• _Problem to solve_:
Go through the entries below from the first line and transcribe each one exactly, ending with the line that contains "pub struct TenantRepo;".

Saved data entries
****

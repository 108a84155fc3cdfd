//! Repository for the `tenants` table.

use clinica_core::types::DbId;
use sqlx::PgPool;

use crate::models::tenant::{CreateTenant, Tenant};

/// Column list for `tenants` queries.
const COLUMNS: &str = "id, name, is_active, cycle_predictor_enabled, created_at, updated_at";

/// Provides CRUD operations for tenants.
pub struct TenantRepo;

impl TenantRepo {
    pub async fn create(pool: &PgPool, input: &CreateTenant) -> Result<Tenant, sqlx::Error> {
        let query = format!(
            "INSERT INTO tenants (name, cycle_predictor_enabled) \
             VALUES ($1, $2) \
             RETURNING {COLUMNS}"
        );
        sqlx::query_as::<_, Tenant>(&query)
            .bind(&input.name)
            .bind(input.cycle_predictor_enabled.unwrap_or(false))
            .fetch_one(pool)
            .await
    }

    pub async fn find_by_id(pool: &PgPool, id: DbId) -> Result<Option<Tenant>, sqlx::Error> {
        let query = format!("SELECT {COLUMNS} FROM tenants WHERE id = $1");
        sqlx::query_as::<_, Tenant>(&query)
            .bind(id)
            .fetch_optional(pool)
            .await
    }

    /// Active tenants with the cycle-predictor module enabled, by id.
    ///
    /// These are the only tenants the evaluator visits.
    pub async fn list_active(pool: &PgPool) -> Result<Vec<Tenant>, sqlx::Error> {
        let query = format!(
            "SELECT {COLUMNS} FROM tenants \
             WHERE is_active = true AND cycle_predictor_enabled = true \
             ORDER BY id"
        );
        sqlx::query_as::<_, Tenant>(&query).fetch_all(pool).await
    }

    /// Turn the cycle-predictor module on or off.
    ///
    /// Returns `false` if the tenant does not exist.
    pub async fn set_cycle_predictor(
        pool: &PgPool,
        id: DbId,
        enabled: bool,
    ) -> Result<bool, sqlx::Error> {
        let result = sqlx::query("UPDATE tenants SET cycle_predictor_enabled = $2 WHERE id = $1")
            .bind(id)
            .bind(enabled)
            .execute(pool)
            .await?;
        Ok(result.rows_affected() > 0)
    }
}
//! Read access to the append-only `notification_logs` table.
//!
//! Rows are written by `PendingNotificationRepo` as part of terminal
//! transitions; nothing in the engine updates or deletes them.

use clinica_core::types::DbId;
use sqlx::PgPool;

use crate::models::delivery_log::NotificationLog;

/// Column list for `notification_logs` queries.
const COLUMNS: &str = "\
    id, pending_notification_id, notification_rule_id, recipient_id, sent_at, \
    status, channel_used, error_message";

/// Provides queries over the delivery audit log.
pub struct DeliveryLogRepo;

impl DeliveryLogRepo {
    pub async fn list_for_pending(
        pool: &PgPool,
        pending_notification_id: DbId,
    ) -> Result<Vec<NotificationLog>, sqlx::Error> {
        let query = format!(
            "SELECT {COLUMNS} FROM notification_logs \
             WHERE pending_notification_id = $1 \
             ORDER BY id"
        );
        sqlx::query_as::<_, NotificationLog>(&query)
            .bind(pending_notification_id)
            .fetch_all(pool)
            .await
    }

    /// Most recent log rows for a recipient, newest first.
    pub async fn list_for_recipient(
        pool: &PgPool,
        recipient_id: DbId,
        limit: i64,
    ) -> Result<Vec<NotificationLog>, sqlx::Error> {
        let query = format!(
            "SELECT {COLUMNS} FROM notification_logs \
             WHERE recipient_id = $1 \
             ORDER BY sent_at DESC, id DESC \
             LIMIT $2"
        );
        sqlx::query_as::<_, NotificationLog>(&query)
            .bind(recipient_id)
            .bind(limit)
            .fetch_all(pool)
            .await
    }
}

****

• _Written solution_:
repository 108a84155fc3cdfd
//! Repository for the `tenants` table.

use clinica_core::types::DbId;
use sqlx::PgPool;

use crate::models::tenant::{CreateTenant, Tenant};

/// Column list for `tenants` queries.
const COLUMNS: &str = "id, name, is_active, cycle_predictor_enabled, created_at, updated_at";

/// Provides CRUD operations for tenants.
pub struct TenantRepo;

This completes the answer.